Northern Colorado Business Report
“Solar Powered Hot Tub”
By Kai Staats
12 August 2011

This summer I collaborated with three friends on the design and installation of a grid-tied, battery backed 5.6KW, 24 panel photovoltaic array on a 260 acre ranch near Bailey, Colorado. Despite the challenges of a relatively large-scale renewable energy project, it was an incredible pleasure beginning to end, given the stunning beauty of the location and contagious energy of the tireless individuals who were as eager to dig a seventy five foot trench as they were to learn hands-on about electrical wiring.

Twenty four, four foot deep holes filled with concrete provide the foundation to six aluminum frames which hold four panels each. We rewired three electrical boxes, migrating mission critical circuits (ie: lights, outlets, water pump, refrigerator) to the panel which is now isolated from the grid and powered by the battery-backed inverter. Best of all, there is ample power for the hot tub.

At 8,000 feet the ranch is surrounded by ten thousand foot peaks, undulating hilltops and ravines which harbor horses, deer, coyotes, bear, and buffalo. Any sense of guilt at having enjoyed such a job site is completely washed away when I consider that the power required to heat the hot tub is more than offset by the new solar PV array.
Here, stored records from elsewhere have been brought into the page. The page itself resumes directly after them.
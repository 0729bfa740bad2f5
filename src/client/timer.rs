//! Cancellable deadlines for the client's single-task event loop.

use tokio::time::Instant;

/// A one-shot deadline that can be replaced or cancelled.
///
/// The owner polls it from its event loop; nothing runs in the
/// background, so cancelling is just clearing the deadline.
#[derive(Debug, Clone, Copy, Default, PartialEq, Eq)]
pub struct ScheduledTask {
    deadline: Option<Instant>,
}

impl ScheduledTask {
    /// Creates an idle task.
    #[must_use]
    pub const fn new() -> Self {
        Self { deadline: None }
    }

    /// Arms the task for `at`, replacing any earlier deadline.
    pub fn schedule(&mut self, at: Instant) {
        self.deadline = Some(at);
    }

    /// Disarms the task.
    pub fn cancel(&mut self) {
        self.deadline = None;
    }

    /// Pending deadline, if armed.
    #[must_use]
    pub const fn deadline(&self) -> Option<Instant> {
        self.deadline
    }

    /// Returns `true` if armed.
    #[must_use]
    pub const fn is_armed(&self) -> bool {
        self.deadline.is_some()
    }

    /// Disarms and returns the deadline if it is due at `now`.
    pub fn take_due(&mut self, now: Instant) -> Option<Instant> {
        match self.deadline {
            Some(at) if at <= now => self.deadline.take(),
            _ => None,
        }
    }
}

/// Earliest of two optional deadlines.
#[must_use]
pub fn earliest(a: Option<Instant>, b: Option<Instant>) -> Option<Instant> {
    match (a, b) {
        (Some(a), Some(b)) => Some(a.min(b)),
        (a, None) => a,
        (None, b) => b,
    }
}
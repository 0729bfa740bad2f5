//! Mail push DTOs.
//!
//! The push endpoint accepts the Pub/Sub push envelope:
//!
//! ```json
//! {
//!   "message": { "data": "<base64 {emailAddress, historyId}>", "messageId": "1" },
//!   "subscription": "projects/p/subscriptions/s"
//! }
//! ```

use serde::{Deserialize, Serialize};
use utoipa::ToSchema;

use crate::mail::PushOutcome;

/// Request body for `POST /mail/notify`.
#[derive(Debug, Deserialize, ToSchema)]
pub struct PushEnvelope {
    /// The pushed message.
    pub message: PushMessage,
    /// Subscription the push was delivered for.
    #[serde(default)]
    pub subscription: Option<String>,
}

/// Message part of a [`PushEnvelope`].
#[derive(Debug, Deserialize, ToSchema)]
#[serde(rename_all = "camelCase")]
pub struct PushMessage {
    /// Base64-encoded JSON payload.
    pub data: String,
    /// Broker-assigned message id.
    #[serde(default)]
    pub message_id: Option<String>,
}

/// Response body for `POST /mail/notify`.
#[derive(Debug, Serialize, ToSchema)]
pub struct PushResponse {
    /// Mailbox named by the push.
    pub mailbox: String,
    /// Mail history position carried by the push.
    pub history_id: u64,
    /// `published`, `not_watched` or `stale`.
    pub outcome: &'static str,
}

impl PushResponse {
    /// Maps a hub outcome to its wire name.
    #[must_use]
    pub const fn outcome_name(outcome: PushOutcome) -> &'static str {
        match outcome {
            PushOutcome::Published => "published",
            PushOutcome::NotWatched => "not_watched",
            PushOutcome::Stale => "stale",
        }
    }
}

/// Response body for `GET /mail/watched`.
#[derive(Debug, Serialize, ToSchema)]
pub struct WatchedMailboxesResponse {
    /// Watched mailbox addresses, sorted.
    pub mailboxes: Vec<String>,
}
The introduction of a passive solar water heater would certainly be more efficient than converting sunlight to electricity which in turn heats the water, but as with most adoptions of technology, change is best taken one step at a time. This is true not only on the small scale of one ranch in the middle of thousands in Colorado, but also for the worldwide effort to transition to renewable energy.

Too often I hear the argument that we will never be able to rely entirely upon renewable energy sources, that the efficiency of solar panels and wind turbines is simply not high enough to produce the power required.
This skepticism is parallel to the naysayers of so many human achievements—and a failure to recognize the relatively brief history of research and the commercial application to renewable energy. As with all evolving technologies, renewable energy will not achieve full market play until market demand and the resulting mass production forces a higher level of efficiency. In this case “grid parity,” or the ability to produce energy for the same or lower cost than traditional methods such as coal, nuclear, or gas. The good news is that we have achieved this in certain markets, and are moving to find grid parity in a greater diversity of regions.

The history of photovoltaic energy production goes back to 1883 where Charles Fritts created a solar cell which converted just one percent of sunlight into electricity. In the late 1960s Elliot Berman and an Exxon research team increased the power-to-cost ratio by five fold in just two years. Fast forward and solar cells are manufactured today for roughly $1 per watt, compared to $250 in 1954. A two hundred and fifty times reduction in the cost of manufacturing in roughly sixty years without a market nearly as substantial as the housing, automobile, or even bicycle industries.

So what is holding solar power back?

I will not dive into the politics of renewable energy, for that alone could fill a few columns. At a lightly technical level there are some hurdles which have only recently been surmounted. The entry at wikipedia.org/wiki/Solar_cell provides an in-depth journey through the history and technology of the photovoltaic principal. The basic concept, however, is this: humans see what we call the visible portion of the spectrum while silicon-based solar cells are able to convert only a portion of that light energy into electricity. While the visible spectrum represents a good bit of the energy produced by the sun, this does not constitute the full energy available for conversion to electricity.

We are missing the tremendous potential for conversion of infrared and ultraviolet light energy. Relatively recent research into combinations of elements to expand the sensitivity of the solar cell has increased the efficiency of energy conversion.

In our own backyard, the National Renewable Energy Lab is researching cells with upwards of 40% efficiency, more than forty times greater than the original solar cell just 150 years ago. While southern California and Hawaii have achieved grid parity using traditional silicon based solar cells at efficiencies at or below 20%, the near-future potential for doubling this efficiency lies in the ability to reduce cost of production, the result being that multi-spectral systems are available to you, me, and those who have solar powered hot tubs in the mountains of Colorado at a market friendly price.

Until that time, I am pleased to sit back after a hard day’s work and know that the warm water which gives me comfort was generated, even if indirectly, by energy from the sun. I believe the near-future holds an exciting, rapid evolution for renewable energy production, soon becoming something greater than an alternative, rather, simply the way it is done.